__What is required__
Scan the records for lines with the word "across", and copy every such line.

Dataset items
⟨
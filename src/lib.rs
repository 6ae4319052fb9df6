//! stagehaul - chunked object-storage transfer client with SigV4 signing

pub mod config;
pub mod credentials;
pub mod s3;
pub mod transfer;

pub use config::Config;
pub use credentials::{CredentialRefresher, CredentialSet, StorageCredentials};
pub use s3::S3TransferClient;
pub use transfer::local::LocalTransferClient;
pub use transfer::{
    ChunkPlan, EncryptionMetadata, FileHeader, StageInfo, TransferClient, TransferError,
    TransferJob, TransferStatus,
};
//! Authenticated request dispatch with bounded, classified retries
//!
//! One dispatcher serves all operations of a transfer. Each call to `send`
//! re-invokes the caller's build closure on every attempt, so the URL,
//! headers and signature are freshly computed. A signature never goes stale
//! across a retry, and a credential refresh between attempts is picked up
//! automatically at signing time.

use std::collections::HashMap;
use std::sync::{Arc, Mutex};
use std::time::Duration;

use bytes::Bytes;
use http_body_util::{BodyExt, Full};
use hyper::{HeaderMap, Method, Request, StatusCode};
use hyper_tls::HttpsConnector;
use hyper_util::client::legacy::connect::HttpConnector;
use hyper_util::client::legacy::Client as HyperClient;
use hyper_util::rt::TokioExecutor;
use native_tls::TlsConnector;
use quick_xml::events::Event;
use quick_xml::Reader;
use tracing::{debug, warn};

use crate::credentials::{CredentialSet, StorageCredentials};
use crate::s3::signer::Headers;
use crate::transfer::{Result, RetryKey, TransferError};

/// Error code the service uses for a lapsed temporary security token.
const EXPIRED_TOKEN: &str = "ExpiredToken";

/// A fully signed request ready for one send attempt.
pub struct SignedRequest {
    pub url: String,
    pub headers: Headers,
    pub body: Bytes,
}

/// Collected response handed back to the transfer client.
pub struct HttpResponse {
    pub status: StatusCode,
    pub headers: HeaderMap,
    pub body: Bytes,
}

/// Bounds applied per retry key.
#[derive(Debug, Clone)]
pub struct RetryPolicy {
    /// Maximum send attempts per key, first attempt included.
    pub max_attempts: u32,
    /// Maximum credential refreshes per logical request, counted separately
    /// from transient retries.
    pub max_token_refreshes: u32,
    /// Per-attempt timeout; a whole transfer has no deadline of its own.
    pub request_timeout: Duration,
}

impl Default for RetryPolicy {
    fn default() -> Self {
        Self {
            max_attempts: 4,
            max_token_refreshes: 3,
            request_timeout: Duration::from_secs(300),
        }
    }
}

/// Pseudo-random jitter (0.0 - 1.0) without pulling in the rand crate.
/// Uses current time nanoseconds as entropy source.
fn rand_jitter() -> f64 {
    let nanos = std::time::SystemTime::now()
        .duration_since(std::time::UNIX_EPOCH)
        .unwrap_or_default()
        .subsec_nanos();
    (nanos % 1000) as f64 / 1000.0
}

/// Sends one HTTP request per logical operation, signing per attempt.
pub struct RequestDispatcher {
    client: HyperClient<HttpsConnector<HttpConnector>, Full<Bytes>>,
    credentials: Arc<StorageCredentials>,
    policy: RetryPolicy,
    retry_count: Mutex<HashMap<RetryKey, u32>>,
}

impl RequestDispatcher {
    /// Create a dispatcher with a tuned HTTP/1.1 connection pool:
    /// TCP_NODELAY, 10s connect timeout, 90s keepalive and idle timeout.
    pub fn new(
        credentials: Arc<StorageCredentials>,
        policy: RetryPolicy,
        insecure_tls: bool,
    ) -> Self {
        let mut http = HttpConnector::new();
        http.set_nodelay(true);
        http.enforce_http(false);
        http.set_connect_timeout(Some(Duration::from_secs(10)));
        http.set_keepalive(Some(Duration::from_secs(90)));

        let tls = if insecure_tls {
            warn!("INSECURE TLS MODE ENABLED: Certificate verification is disabled!");
            TlsConnector::builder()
                .danger_accept_invalid_certs(true)
                .danger_accept_invalid_hostnames(true)
                .build()
                .expect("Failed to build TLS connector")
        } else {
            TlsConnector::new().expect("Failed to build TLS connector")
        };

        let https = HttpsConnector::from((http, tls.into()));

        let client = HyperClient::builder(TokioExecutor::new())
            .pool_idle_timeout(Duration::from_secs(90))
            .pool_max_idle_per_host(64)
            .retry_canceled_requests(true)
            .set_host(true)
            .build(https);

        Self {
            client,
            credentials,
            policy,
            retry_count: Mutex::new(HashMap::new()),
        }
    }

    /// Attempts recorded so far for a key.
    pub fn attempts(&self, key: RetryKey) -> u32 {
        *self.retry_count.lock().unwrap().get(&key).unwrap_or(&0)
    }

    fn record_attempt(&self, key: RetryKey) -> u32 {
        let mut counts = self.retry_count.lock().unwrap();
        let count = counts.entry(key).or_insert(0);
        *count += 1;
        *count
    }

    /// Send a request, re-signing on every attempt.
    ///
    /// `build` receives the credential snapshot for the attempt and must
    /// return the signed URL/headers/body triple. Classification:
    /// transport errors, timeouts, 5xx and 429 retry with backoff up to the
    /// attempt bound; a 400 whose body carries the expired-token error code
    /// triggers a generation-checked credential refresh and another attempt;
    /// every other status is returned as-is for the caller to interpret.
    pub async fn send<F>(
        &self,
        method: Method,
        retry_key: RetryKey,
        build: F,
    ) -> Result<HttpResponse>
    where
        F: Fn(&CredentialSet) -> SignedRequest + Send + Sync,
    {
        let mut refreshes = 0u32;
        loop {
            let attempt = self.record_attempt(retry_key);
            let (creds, generation) = self.credentials.snapshot().await;
            let signed = build(&creds);

            let mut req = Request::builder().method(method.clone()).uri(signed.url.as_str());
            for (name, value) in signed.headers.flatten() {
                req = req.header(name, value);
            }
            let request = req.body(Full::new(signed.body.clone()))?;

            let response = match tokio::time::timeout(
                self.policy.request_timeout,
                self.client.request(request),
            )
            .await
            {
                Ok(Ok(response)) => response,
                Ok(Err(e)) => {
                    if attempt < self.policy.max_attempts {
                        debug!(key = %retry_key, attempt, error = %e, "request failed, retrying");
                        self.backoff(attempt).await;
                        continue;
                    }
                    warn!(key = %retry_key, attempts = attempt, error = %e, "retries exhausted");
                    return Err(TransferError::RetriesExhausted {
                        key: retry_key,
                        attempts: attempt,
                    });
                }
                Err(_) => {
                    if attempt < self.policy.max_attempts {
                        debug!(key = %retry_key, attempt, "request timed out, retrying");
                        self.backoff(attempt).await;
                        continue;
                    }
                    warn!(key = %retry_key, attempts = attempt, "retries exhausted after timeout");
                    return Err(TransferError::RetriesExhausted {
                        key: retry_key,
                        attempts: attempt,
                    });
                }
            };

            let (parts, body) = response.into_parts();
            let body_bytes = body
                .collect()
                .await
                .map_err(|e| TransferError::InvalidResponse(format!("Body error: {}", e)))?
                .to_bytes();

            let status = parts.status;
            if status.is_server_error() || status == StatusCode::TOO_MANY_REQUESTS {
                if attempt < self.policy.max_attempts {
                    debug!(key = %retry_key, attempt, %status, "transient server error, retrying");
                    self.backoff(attempt).await;
                    continue;
                }
                warn!(key = %retry_key, attempts = attempt, %status, "retries exhausted");
                return Err(TransferError::RetriesExhausted {
                    key: retry_key,
                    attempts: attempt,
                });
            }

            if status == StatusCode::BAD_REQUEST && is_expired_token(&body_bytes) {
                if refreshes < self.policy.max_token_refreshes {
                    refreshes += 1;
                    warn!(key = %retry_key, refreshes, "security token expired, refreshing");
                    self.credentials.refresh(generation).await?;
                    continue;
                }
                return Err(TransferError::CredentialsExpired);
            }

            return Ok(HttpResponse {
                status,
                headers: parts.headers,
                body: body_bytes,
            });
        }
    }

    async fn backoff(&self, attempt: u32) {
        let base_ms = 100u64 * (1 << attempt.min(6));
        let jitter = (base_ms as f64 * 0.2 * rand_jitter()) as u64;
        tokio::time::sleep(Duration::from_millis(base_ms + jitter)).await;
    }
}

/// Whether an error body is the service's structured expired-token document.
///
/// Expected shape: `<Error><Code>ExpiredToken</Code>...</Error>`. Parsed by
/// element name; an empty, whitespace-only or malformed body is not treated
/// as expiry.
pub fn is_expired_token(body: &[u8]) -> bool {
    if body.iter().all(|b| b.is_ascii_whitespace()) {
        return false;
    }
    let mut reader = Reader::from_reader(body);
    reader.config_mut().trim_text_start = true;
    reader.config_mut().trim_text_end = true;

    let mut in_code = false;
    loop {
        match reader.read_event() {
            Ok(Event::Start(e)) if e.local_name().as_ref() == b"Code" => in_code = true,
            Ok(Event::Text(e)) if in_code => {
                return e.unescape().map(|t| t == EXPIRED_TOKEN).unwrap_or(false);
            }
            Ok(Event::End(e)) if e.local_name().as_ref() == b"Code" => in_code = false,
            Ok(Event::Eof) => return false,
            Err(_) => return false,
            _ => {}
        }
    }
}
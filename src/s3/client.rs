//! S3 transfer backend
//!
//! Drives the multipart state machine (initiate, part uploads, complete or
//! abort) on top of the signed request dispatcher. One client instance serves
//! one transfer job and owns its chunk plan, multipart state and retry
//! counters; chunk operations are independently retryable and safe to fan out
//! across concurrent workers.

use std::borrow::Cow;
use std::fmt::Write as FmtWrite;
use std::io::{Read, Seek, SeekFrom, Write};
use std::path::{Path, PathBuf};
use std::sync::{Arc, Mutex};

use async_trait::async_trait;
use bytes::Bytes;
use chrono::Utc;
use futures::stream::{self, StreamExt};
use hyper::header::{CONTENT_LENGTH, ETAG};
use hyper::{HeaderMap, Method, StatusCode};
use quick_xml::events::Event;
use quick_xml::Reader;
use tracing::{debug, warn};

use crate::config::TransferConfig;
use crate::credentials::StorageCredentials;
use crate::s3::dispatch::{HttpResponse, RequestDispatcher, SignedRequest};
use crate::s3::signer::{sha256_hex, Headers, SigV4Signer};
use crate::transfer::{
    ChunkPlan, EncryptionMetadata, FileHeader, Result, RetryKey, StageInfo, TransferClient,
    TransferError, TransferJob, TransferStatus,
};

/// Vendor-reserved object-metadata header prefix.
const META_PREFIX: &str = "x-amz-meta-";
/// Content digest key under the reserved prefix.
const DIGEST: &str = "sha256-digest";

// Client-side encryption material keys, carried opaquely.
const AMZ_KEY: &str = "x-amz-key";
const AMZ_IV: &str = "x-amz-iv";
const AMZ_MATDESC: &str = "x-amz-matdesc";

const OCTET_STREAM: &str = "application/octet-stream";

/// Hex lookup table for URI encoding
static HEX_UPPER: &[u8; 16] = b"0123456789ABCDEF";

/// Bucket and key prefix parsed once from a stage-location string.
///
/// `bucket/prefix/...` splits on the first `/`; a non-empty prefix is
/// normalized to end with `/`.
#[derive(Debug, Clone, PartialEq, Eq)]
pub struct StageLocation {
    pub bucket: String,
    pub prefix: String,
}

impl StageLocation {
    pub fn parse(location: &str) -> Self {
        let (bucket, path) = match location.find('/') {
            Some(pos) => (&location[..pos], &location[pos + 1..]),
            None => (location, ""),
        };
        let mut prefix = path.to_string();
        if !prefix.is_empty() && !prefix.ends_with('/') {
            prefix.push('/');
        }
        Self {
            bucket: bucket.to_string(),
            prefix,
        }
    }
}

/// Endpoint precedence: explicit service override, then the accelerate flag,
/// then the regional form, then the global virtual-hosted default.
fn select_endpoint(location: &StageLocation, stage: &StageInfo, config: &TransferConfig) -> String {
    if let Some(end_point) = &stage.end_point {
        format!("https://{}.{}", location.bucket, end_point)
    } else if config.use_accelerate_endpoint {
        format!("https://{}.s3-accelerate.amazonaws.com", location.bucket)
    } else if config.use_regional_url {
        format!(
            "https://{}.s3.{}.amazonaws.com",
            location.bucket, stage.region
        )
    } else {
        format!("https://{}.s3.amazonaws.com", location.bucket)
    }
}

/// Live multipart upload: the remote-assigned id plus one etag slot per
/// planned chunk. `upload_id` stays set throughout the part phase and is
/// cleared only by completion or abort.
#[derive(Debug, Default)]
struct MultipartState {
    upload_id: Option<String>,
    etags: Vec<Option<String>>,
}

/// S3 backend of the transfer contract.
pub struct S3TransferClient {
    dispatcher: RequestDispatcher,
    signer: SigV4Signer,
    location: StageLocation,
    endpoint: String,
    plan: ChunkPlan,
    concurrency: usize,
    // Snapshot of the job fields the chunk operations need; the job record
    // itself stays with the caller.
    src_file_name: String,
    src_stream: Option<Bytes>,
    dst_file_name: String,
    download_path: Option<PathBuf>,
    sha256_digest: String,
    encryption_metadata: Option<EncryptionMetadata>,
    state: Mutex<MultipartState>,
}
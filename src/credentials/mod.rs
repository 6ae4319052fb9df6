//! Shared storage credentials with guarded in-place refresh
//!
//! One credential holder is shared by every concurrent chunk worker of a
//! transfer. Refresh is generation-checked: workers that detect an expired
//! token at the same time refresh exactly once, and nobody ever signs with a
//! half-updated credential set.

use async_trait::async_trait;
use tokio::sync::RwLock;
use tracing::{debug, warn};

use crate::transfer::{Result, TransferError};

/// One set of signing credentials for an object-store deployment.
#[derive(Debug, Clone, Default)]
pub struct CredentialSet {
    pub access_key_id: String,
    pub secret_access_key: String,
    /// Temporary security token; rotated by the credential service.
    pub security_token: Option<String>,
}

impl CredentialSet {
    pub fn new(
        access_key_id: impl Into<String>,
        secret_access_key: impl Into<String>,
        security_token: Option<String>,
    ) -> Self {
        Self {
            access_key_id: access_key_id.into(),
            secret_access_key: secret_access_key.into(),
            security_token,
        }
    }
}

/// External collaborator asked for a fresh credential set when the current
/// one has expired. The business logic of acquiring credentials lives with
/// the caller, not here.
#[async_trait]
pub trait CredentialRefresher: Send + Sync {
    async fn refresh(&self, current: &CredentialSet) -> anyhow::Result<CredentialSet>;
}

struct Inner {
    creds: CredentialSet,
    generation: u64,
}

/// Guarded holder read by signers and refreshed in place on token expiry.
pub struct StorageCredentials {
    inner: RwLock<Inner>,
    refresher: Option<Box<dyn CredentialRefresher>>,
}

impl StorageCredentials {
    pub fn new(creds: CredentialSet) -> Self {
        Self {
            inner: RwLock::new(Inner {
                creds,
                generation: 0,
            }),
            refresher: None,
        }
    }

    pub fn with_refresher(creds: CredentialSet, refresher: Box<dyn CredentialRefresher>) -> Self {
        Self {
            inner: RwLock::new(Inner {
                creds,
                generation: 0,
            }),
            refresher: Some(refresher),
        }
    }

    /// Current credential set plus the generation it belongs to. The
    /// generation is handed back to [`refresh`](Self::refresh) so a worker
    /// can tell whether the set it signed with is still the live one.
    pub async fn snapshot(&self) -> (CredentialSet, u64) {
        let inner = self.inner.read().await;
        (inner.creds.clone(), inner.generation)
    }

    /// Replace the credential set directly, e.g. from caller-side renewal.
    pub async fn update(&self, creds: CredentialSet) {
        let mut inner = self.inner.write().await;
        inner.creds = creds;
        inner.generation += 1;
    }

    /// Refresh the credential set unless another worker already did.
    ///
    /// `seen_generation` is the generation the caller observed when it signed
    /// the failed request; if the holder has moved past it the expired set is
    /// already gone and this call is a no-op.
    pub async fn refresh(&self, seen_generation: u64) -> Result<()> {
        let mut inner = self.inner.write().await;
        if inner.generation != seen_generation {
            debug!(
                generation = inner.generation,
                "credentials already refreshed by another worker"
            );
            return Ok(());
        }
        let refresher = self
            .refresher
            .as_ref()
            .ok_or(TransferError::CredentialsExpired)?;
        match refresher.refresh(&inner.creds).await {
            Ok(fresh) => {
                inner.creds = fresh;
                inner.generation += 1;
                debug!(generation = inner.generation, "credentials refreshed");
                Ok(())
            }
            Err(e) => {
                warn!(error = %e, "credential refresh failed");
                Err(TransferError::CredentialsExpired)
            }
        }
    }
}

#[cfg(test)]
mod tests {
    use super::*;
    use std::sync::atomic::{AtomicU32, Ordering};

    struct CountingRefresher(AtomicU32);

    #[async_trait]
    impl CredentialRefresher for CountingRefresher {
        async fn refresh(&self, _current: &CredentialSet) -> anyhow::Result<CredentialSet> {
            let n = self.0.fetch_add(1, Ordering::SeqCst) + 1;
            Ok(CredentialSet::new("key", "secret", Some(format!("token-{}", n))))
        }
    }

    #[tokio::test]
    async fn refresh_bumps_generation() {
        let creds = StorageCredentials::with_refresher(
            CredentialSet::new("key", "secret", Some("stale".to_string())),
            Box::new(CountingRefresher(AtomicU32::new(0))),
        );

        let (_, generation) = creds.snapshot().await;
        assert_eq!(generation, 0);

        creds.refresh(generation).await.unwrap();
        let (set, generation) = creds.snapshot().await;
        assert_eq!(generation, 1);
        assert_eq!(set.security_token.as_deref(), Some("token-1"));
    }

    #[tokio::test]
    async fn concurrent_detectors_refresh_once() {
        let creds = StorageCredentials::with_refresher(
            CredentialSet::new("key", "secret", Some("stale".to_string())),
            Box::new(CountingRefresher(AtomicU32::new(0))),
        );

        // Two workers observe generation 0 and both report expiry.
        let (_, seen) = creds.snapshot().await;
        creds.refresh(seen).await.unwrap();
        creds.refresh(seen).await.unwrap();

        let (set, generation) = creds.snapshot().await;
        assert_eq!(generation, 1);
        assert_eq!(set.security_token.as_deref(), Some("token-1"));
    }

    #[tokio::test]
    async fn refresh_without_refresher_is_expired() {
        let creds = StorageCredentials::new(CredentialSet::new("key", "secret", None));
        let err = creds.refresh(0).await.unwrap_err();
        assert!(matches!(err, TransferError::CredentialsExpired));
    }
}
⟩
__Final answer__
//! across a retry, and a credential refresh between attempts is picked up
//! across concurrent workers.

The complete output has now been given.